What to work on: Take the lines below beginning at the line that has "for pl in playlists.iter_mut()" and stopping after the line that has "let shared_count = *freq.freq.get(&key).unwrap_or(&1);", and print them exactly as they are, with no other lines.

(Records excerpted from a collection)
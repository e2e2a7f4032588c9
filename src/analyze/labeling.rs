//! Segment labeling (§4.3.4): assigns each play item's [`Label`] from its
//! duration and how often it recurs across the disc.

use crate::analyze::frequency::SegmentFrequency;
use crate::model::{Label, Playlist};

const LEGAL_MAX_S: f64 = 30.0;
const OP_ED_MIN_S: f64 = 60.0;
const OP_ED_MAX_S: f64 = 135.0;
const PREVIEW_MAX_S: f64 = 60.0;
const BODY_MIN_S: f64 = 300.0;

/// Labels every play item of every playlist in place.
pub fn label_segments(playlists: &mut [Playlist], freq: &SegmentFrequency, quant_ms: f64) {
    for pl in playlists.iter_mut() {
        let n = pl.play_items.len();
        for idx in 0..n {
            let key = pl.play_items[idx].segment_key(quant_ms);
            let dur_s = pl.play_items[idx].duration_s();
            let shared_count = *freq.freq.get(&key).unwrap_or(&1);

            let label = if dur_s < LEGAL_MAX_S && shared_count >= 2 {
                Label::Legal
            } else if (OP_ED_MIN_S..=OP_ED_MAX_S).contains(&dur_s)
                && *freq.first_item.get(&key).unwrap_or(&0) >= 2
            {
                Label::Op
            } else if (OP_ED_MIN_S..=OP_ED_MAX_S).contains(&dur_s)
                && (*freq.last_item.get(&key).unwrap_or(&0) >= 2
                    || *freq.second_last_item.get(&key).unwrap_or(&0) >= 2)
            {
                Label::Ed
            } else if idx == n - 1 && dur_s < PREVIEW_MAX_S {
                Label::Preview
            } else if dur_s > BODY_MIN_S {
                Label::Body
            } else {
                Label::Unknown
            };

            pl.play_items[idx].label = label;
        }
    }
}

#[cfg(test)]
mod tests {
    use super::*;
    use crate::analyze::frequency::build_segment_frequency;
    use crate::model::PlayItem;

    fn item(clip_id: &str, in_time: u32, out_time: u32) -> PlayItem {
        PlayItem {
            clip_id: clip_id.to_string(),
            in_time,
            out_time,
            connection_condition: 1,
            streams: Vec::new(),
            label: Label::Unknown,
        }
    }

    fn playlist(mpls: &str, items: Vec<PlayItem>) -> Playlist {
        Playlist {
            mpls: mpls.to_string(),
            play_items: items,
            marks: Vec::new(),
            multi_angle: false,
        }
    }

    #[test]
    fn labels_shared_op_and_unique_body() {
        let op = item("op", 0, 45_000 * 90);
        let body_a = item("a", 0, 45_000 * 1200);
        let body_b = item("b", 0, 45_000 * 1200);
        let mut pls = vec![
            playlist("1.mpls", vec![op.clone(), body_a]),
            playlist("2.mpls", vec![op, body_b]),
        ];
        let freq = build_segment_frequency(&pls, 250.0);
        label_segments(&mut pls, &freq, 250.0);
        assert_eq!(pls[0].play_items[0].label, Label::Op);
        assert_eq!(pls[0].play_items[1].label, Label::Body);
        assert_eq!(pls[1].play_items[0].label, Label::Op);
    }

    #[test]
    fn labels_trailing_short_item_as_preview() {
        let body = item("a", 0, 45_000 * 1200);
        let trailer = item("trailer", 0, 45_000 * 40);
        let mut pls = vec![playlist("1.mpls", vec![body, trailer])];
        let freq = build_segment_frequency(&pls, 250.0);
        label_segments(&mut pls, &freq, 250.0);
        assert_eq!(pls[0].play_items[1].label, Label::Preview);
    }

    #[test]
    fn labels_short_shared_segment_as_legal() {
        let legal = item("legal", 0, 45_000 * 5);
        let other = item("legal", 0, 45_000 * 5);
        let mut pls = vec![
            playlist("1.mpls", vec![legal, item("a", 0, 45_000 * 1200)]),
            playlist("2.mpls", vec![other, item("b", 0, 45_000 * 1200)]),
        ];
        let freq = build_segment_frequency(&pls, 250.0);
        label_segments(&mut pls, &freq, 250.0);
        assert_eq!(pls[0].play_items[0].label, Label::Legal);
    }
}
//! Duplicate clustering (§4.3.1).

use std::collections::BTreeMap;

use crate::model::{ClipInfo, Playlist};

/// Group playlists by loose signature, collapsing each cluster of two or more
/// down to a single representative. Returns the working set (one entry per
/// distinct signature, in first-seen order) and, for every cluster of size
/// two or more, the filenames that were folded into it (for warning/notes
/// reporting; the originals still appear in the full playlist list the
/// pipeline carries alongside the working set).
pub fn dedup_playlists(
    playlists: &[Playlist],
    clips: &BTreeMap<String, ClipInfo>,
    quant_ms: f64,
) -> (Vec<Playlist>, Vec<Vec<String>>) {
    let mut order: Vec<Vec<(String, i64, i64)>> = Vec::new();
    let mut groups: BTreeMap<Vec<(String, i64, i64)>, Vec<Playlist>> = BTreeMap::new();

    for pl in playlists {
        let sig = pl.signature_loose(quant_ms);
        if !groups.contains_key(&sig) {
            order.push(sig.clone());
        }
        groups.entry(sig).or_default().push(pl.clone());
    }

    let mut unique = Vec::with_capacity(order.len());
    let mut dup_groups = Vec::new();
    for sig in order {
        let group = &groups[&sig];
        if group.len() >= 2 {
            dup_groups.push(group.iter().map(|p| p.mpls.clone()).collect());
            unique.push(pick_representative(group, clips));
        } else {
            unique.push(group[0].clone());
        }
    }

    (unique, dup_groups)
}

/// Score: `(stream_count_of_first_clip, chapter_count, -filename_len)`, highest wins.
fn score(pl: &Playlist, clips: &BTreeMap<String, ClipInfo>) -> (usize, usize, i64) {
    let stream_count = pl
        .play_items
        .first()
        .map(|pi| {
            clips
                .get(&pi.clip_id)
                .map(|c| c.streams.len())
                .filter(|&n| n > 0)
                .unwrap_or_else(|| pi.streams.len())
        })
        .unwrap_or(0);
    let chapter_count = pl.marks.len();
    (stream_count, chapter_count, -(pl.mpls.len() as i64))
}

fn pick_representative(group: &[Playlist], clips: &BTreeMap<String, ClipInfo>) -> Playlist {
    group
        .iter()
        .max_by_key(|pl| score(pl, clips))
        .cloned()
        .expect("dedup groups are never empty")
}

#[cfg(test)]
mod tests {
    use super::*;
    use crate::model::{Label, PlayItem};

    fn item(clip_id: &str, in_time: u32, out_time: u32) -> PlayItem {
        PlayItem {
            clip_id: clip_id.to_string(),
            in_time,
            out_time,
            connection_condition: 1,
            streams: Vec::new(),
            label: Label::Unknown,
        }
    }

    fn playlist(mpls: &str, items: Vec<PlayItem>, marks: usize) -> Playlist {
        Playlist {
            mpls: mpls.to_string(),
            play_items: items,
            marks: (0..marks)
                .map(|i| crate::model::ChapterMark {
                    id: i as u32,
                    mark_type: crate::model::MarkType::EntryPoint,
                    play_item_ref: 0,
                    timestamp: i as u32 * 45_000,
                    entry_es_pid: None,
                    duration_ms: 0.0,
                })
                .collect(),
            multi_angle: false,
        }
    }

    #[test]
    fn collapses_identical_playlists_to_the_one_with_more_chapters() {
        let pls = vec![
            playlist("00001.mpls", vec![item("00001", 0, 45_000 * 600)], 0),
            playlist("00002.mpls", vec![item("00001", 0, 45_000 * 600)], 3),
        ];
        let clips = BTreeMap::new();
        let (unique, dups) = dedup_playlists(&pls, &clips, 250.0);
        assert_eq!(unique.len(), 1);
        assert_eq!(unique[0].mpls, "00002.mpls");
        assert_eq!(dups, vec![vec!["00001.mpls".to_string(), "00002.mpls".to_string()]]);
    }

    #[test]
    fn leaves_distinct_playlists_untouched() {
        let pls = vec![
            playlist("00001.mpls", vec![item("00001", 0, 45_000 * 600)], 0),
            playlist("00002.mpls", vec![item("00002", 0, 45_000 * 600)], 0),
        ];
        let clips = BTreeMap::new();
        let (unique, dups) = dedup_playlists(&pls, &clips, 250.0);
        assert_eq!(unique.len(), 2);
        assert!(dups.is_empty());
    }
}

Task response:
    for pl in playlists.iter_mut() {
        let n = pl.play_items.len();
        for idx in 0..n {
            let key = pl.play_items[idx].segment_key(quant_ms);
            let dur_s = pl.play_items[idx].duration_s();
            let shared_count = *freq.freq.get(&key).unwrap_or(&1);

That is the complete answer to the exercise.